Many automobile laws were being introduced 100 years ago. What really made a difference was enforcement of those laws to make drivers obey the traffic laws.
The Allen auto in the ad was made in Fostoria, Ohio from 1913 to 1922.
THE BROCKPORT REPUBLIC
Thursday, May 25, 1916
AUTOMOBILE ROLLS OVER
Party of Kendal Women in Accident at Clarkson
Bert Dorrence’s Auto Bumps Trolley Car at Main St. Crossing
Two accidents in this vicinity have occurred during the past week which although slight, should give a warning to autoists of this town and vicinity. The first one occurred Saturday afternoon last week at Clarkson corners when an automobile driven by Miss Sanford of Kendall was given too short a turn at the corners and turned completely over and up again on its side. The ladies were picked up in a dazed condition and carried to the office of Dr.Hermance. Miss Sanford had a tooth knocked out and suffered a fractured jaw as well as several cuts and bruises. Mrs Crandall was also cut but other members of the party escaped without injury. The windshield and lamps were badly smashed but the car was later able to proceed by its own power. After remaining at the doctor’s office for a time, the women were taken to their homes.

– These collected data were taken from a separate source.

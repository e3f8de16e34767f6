use crate::core::record::DesignRecord;
use std::path::Path;
use thiserror::Error;
use tracing::debug;

#[derive(Debug, Error)]
pub enum TableError {
    #[error("CSV error for '{path}': {source}")]
    Csv { path: String, source: csv::Error },
    #[error("File I/O error for '{path}': {source}")]
    Io {
        path: String,
        source: std::io::Error,
    },
    #[error("Invalid number '{value}' in column '{column}' of '{path}' (row {row})")]
    InvalidNumber {
        path: String,
        row: usize,
        column: String,
        value: String,
    },
}

fn csv_error(path: &Path) -> impl FnOnce(csv::Error) -> TableError + '_ {
    move |source| TableError::Csv {
        path: path.to_string_lossy().to_string(),
        source,
    }
}

/// Writes records as CSV with the given column order.
///
/// A record missing a column leaves that cell empty. Columns not listed are not written.
pub fn write_records(
    path: &Path,
    columns: &[String],
    records: &[DesignRecord],
) -> Result<(), TableError> {
    let mut writer = csv::Writer::from_path(path).map_err(csv_error(path))?;
    writer.write_record(columns).map_err(csv_error(path))?;

    for record in records {
        let row = columns.iter().map(|column| match record.get(column) {
            Some(value) => value.to_string(),
            None => String::new(),
        });
        writer.write_record(row).map_err(csv_error(path))?;
    }

    writer.flush().map_err(|source| TableError::Io {
        path: path.to_string_lossy().to_string(),
        source,
    })?;
    debug!(path = %path.display(), rows = records.len(), "Design table written.");
    Ok(())
}

/// Reads a CSV design table. Empty cells are left out of the record.
pub fn read_records(path: &Path) -> Result<Vec<DesignRecord>, TableError> {
    let mut reader = csv::Reader::from_path(path).map_err(csv_error(path))?;
    let headers = reader.headers().map_err(csv_error(path))?.clone();

    let mut records = Vec::new();
    for (row, result) in reader.records().enumerate() {
        let row_data = result.map_err(csv_error(path))?;
        let mut record = DesignRecord::with_capacity(headers.len());
        for (column, cell) in headers.iter().zip(row_data.iter()) {
            let cell = cell.trim();
            if cell.is_empty() {
                continue;
            }
            let value = cell
                .parse::<f64>()
                .map_err(|_| TableError::InvalidNumber {
                    path: path.to_string_lossy().to_string(),
                    row: row + 1,
                    column: column.to_string(),
                    value: cell.to_string(),
                })?;
            record.insert(column, value);
        }
        records.push(record);
    }
    Ok(records)
}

On Thursday night while driving north on Main street Bert Dorrance, proprietor of the garage on Main street, just over the canal, failed to see the westbound car in time to avoid colliding with it. Fortunately he was able to brake the speed of the car enough to save it from a severe impact and although the windshield, lamps and steering gear of the car were broken, he and Mrs. Dorrance were saved from serious injury.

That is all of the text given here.